Description of problem: Assume single master - single consumer replication
Before replication can work, consumer must be initialized. When creating replication agreement, user can select "Do not initialize consumer", which should leave consumer uninitialized and replication not working after agreement is created. However, master still needs to query consumer to find out whether consumer has been initialized yet.
In this setup, 3 attributes (nsds5replicaLastUpdateStart, nsds5replicaLastUpdateEnd, nsds5replicaLastUpdateStatus) tracking status of replication agreement show incorrect data:
-nsds5replicaLastUpdateStart/nsds5replicaLastUpdateEnd show when was the last time master has checked consumer status (NOT when was the last time update happened)
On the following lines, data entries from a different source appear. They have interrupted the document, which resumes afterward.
//! Match predicates: "is this track an acceptable destination at this
//! path distance?"
//!
//! Predicates are pure functions of `(track, distance)`. The filters here
//! cover the named-track search; any `Fn(&Track, f64) -> bool` closure is a
//! predicate too, and predicates combine with [`TrackPredicateExt::and`].

use tracing::warn;

use crate::domain::{Track, WorldPoint};
use crate::network::StationLookup;

use super::error::PredicateError;

/// Decide whether a track is an acceptable match at a given path distance.
///
/// Implementations must be side-effect-free; the locator evaluates a
/// predicate at most once per frontier entry but may evaluate it for the
/// same track more than once across sides and calls.
pub trait TrackPredicate {
    fn test(&self, track: &Track, distance: f64) -> Result<bool, PredicateError>;
}

impl<F> TrackPredicate for F
where
    F: Fn(&Track, f64) -> bool,
{
    fn test(&self, track: &Track, distance: f64) -> Result<bool, PredicateError> {
        Ok(self(track, distance))
    }
}

/// Combinators available on every predicate.
pub trait TrackPredicateExt: TrackPredicate + Sized {
    /// Logical AND. `other` is only evaluated when `self` accepts.
    fn and<P: TrackPredicate>(self, other: P) -> And<Self, P> {
        And(self, other)
    }
}

impl<T: TrackPredicate> TrackPredicateExt for T {}

/// Short-circuiting conjunction of two predicates.
#[derive(Debug, Clone)]
pub struct And<A, B>(A, B);

impl<A: TrackPredicate, B: TrackPredicate> TrackPredicate for And<A, B> {
    fn test(&self, track: &Track, distance: f64) -> Result<bool, PredicateError> {
        Ok(self.0.test(track, distance)? && self.1.test(track, distance)?)
    }
}

/// Rejects generic (placeholder/transit) tracks.
#[derive(Debug, Clone, Copy, Default)]
pub struct NamedTrackFilter;

impl TrackPredicate for NamedTrackFilter {
    fn test(&self, track: &Track, _distance: f64) -> Result<bool, PredicateError> {
        Ok(!track.id.is_generic())
    }
}

/// Classifies yards as secondary (deprioritized) or not.
pub trait YardClassifier {
    fn is_secondary(&self, yard_id: &str) -> bool;
}

impl<F> YardClassifier for F
where
    F: Fn(&str) -> bool,
{
    fn is_secondary(&self, yard_id: &str) -> bool {
        self(yard_id)
    }
}

/// Secondary yards are suffix extensions of a primary yard's marker.
///
/// With marker `MB`, yards `HMB` and `MFMB` are secondary while `MB` itself
/// is the primary yard.
///
/// # Examples
///
/// ```
/// use track_locator::locator::{SuffixMarker, YardClassifier};
///
/// let marker = SuffixMarker::new("MB");
/// assert!(marker.is_secondary("HMB"));
/// assert!(marker.is_secondary("MFMB"));
/// assert!(!marker.is_secondary("MB"));
/// assert!(!marker.is_secondary("HB"));
/// ```
#[derive(Debug, Clone, PartialEq, Eq)]
pub struct SuffixMarker {
    marker: String,
}

impl SuffixMarker {
    pub fn new(marker: impl Into<String>) -> Self {
        Self {
            marker: marker.into(),
        }
    }
}

impl YardClassifier for SuffixMarker {
    fn is_secondary(&self, yard_id: &str) -> bool {
        !self.marker.is_empty() && yard_id.ends_with(&self.marker) && yard_id != self.marker
    }
}

/// Rejects secondary-yard tracks beyond a distance budget.
///
/// This deprioritizes rather than forbids: a close secondary-yard track is
/// still accepted.
#[derive(Debug, Clone)]
pub struct DeprioritizedYardFilter<C> {
    classifier: C,
    budget: f64,
}

impl<C: YardClassifier> DeprioritizedYardFilter<C> {
    pub fn new(classifier: C, budget: f64) -> Self {
        Self { classifier, budget }
    }
}

impl<C: YardClassifier> TrackPredicate for DeprioritizedYardFilter<C> {
    fn test(&self, track: &Track, distance: f64) -> Result<bool, PredicateError> {
        if self.classifier.is_secondary(track.id.yard_id()) {
            return Ok(distance <= self.budget);
        }
        Ok(true)
    }
}

/// Rejects tracks whose owning station is too far, in a straight line,
/// from the query point.
///
/// Generic tracks have no owning station and are rejected, as are named
/// tracks whose yard is missing from the lookup.
#[derive(Debug, Clone)]
pub struct StationProximityFilter<'a, S: ?Sized> {
    stations: &'a S,
    query_point: WorldPoint,
    ceiling: f64,
}

impl<'a, S: StationLookup + ?Sized> StationProximityFilter<'a, S> {
    pub fn new(stations: &'a S, query_point: WorldPoint, ceiling: f64) -> Self {
        Self {
            stations,
            query_point,
            ceiling,
        }
    }
}

impl<S: StationLookup + ?Sized> TrackPredicate for StationProximityFilter<'_, S> {
    fn test(&self, track: &Track, _distance: f64) -> Result<bool, PredicateError> {
        if track.id.is_generic() {
            return Ok(false);
        }

        let yard_id = track.id.yard_id();
        let Some(station) = self.stations.station_for_yard(yard_id) else {
            warn!(track = %track.id, yard = yard_id, "No station for yard, skipping track");
            return Ok(false);
        };

        Ok(station.distance_to(&self.query_point) <= self.ceiling)
    }
}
Incremental update started", which is not true, since replication is not working (update has not started)
Steps to Reproduce:
1) Configure single master-single consumer replication and do not initialize consumer. Because consumer is not initialized, replication is not working and no updates are sent.
2) Check replication agreement entry:
dn: cn=test3,cn=replica,cn=dc\3Dexample\2Cdc\3Dcom,cn=mapping tree,cn=config objectClass: top objectClass: nsDS5ReplicationAgreement description: test3 cn: test3 nsDS5ReplicaRoot: dc=example,dc=com nsDS5ReplicaHost: dstet.example.com nsDS5ReplicaPort: 2389 nsDS5ReplicaBindDN: cn=replication manager,cn=config nsDS5ReplicaTransportInfo: LDAP nsDS5ReplicaBindMethod: SIMPLE nsDS5ReplicaCredentials: {DES}3iMsHyML5/QgiI3nMoqaYw== nsds5replicareapactive: 0 nsds5replicaLastUpdateStart: 20130319124248Z nsds5replicaLastUpdateEnd: 0 nsds5replicaChangesSentSinceStartup: nsds5replicaLastUpdateStatus: 0 Replica acquired successfully: Incremental update started nsds5replicaUpdateInProgress: TRUE nsds5replicaLastInitStart: 0 nsds5replicaLastInitEnd: 0
Note that this search was performed exactly when master checked consumer, so there is no LastUpdateEnd and update is in progress (nsds5replicaUpdateInProgress: TRUE). However, usually master checks every 3 seconds, and nsds5replicaLastUpdateStart and nsds5replicaLastUpdateEnd change to reflect this.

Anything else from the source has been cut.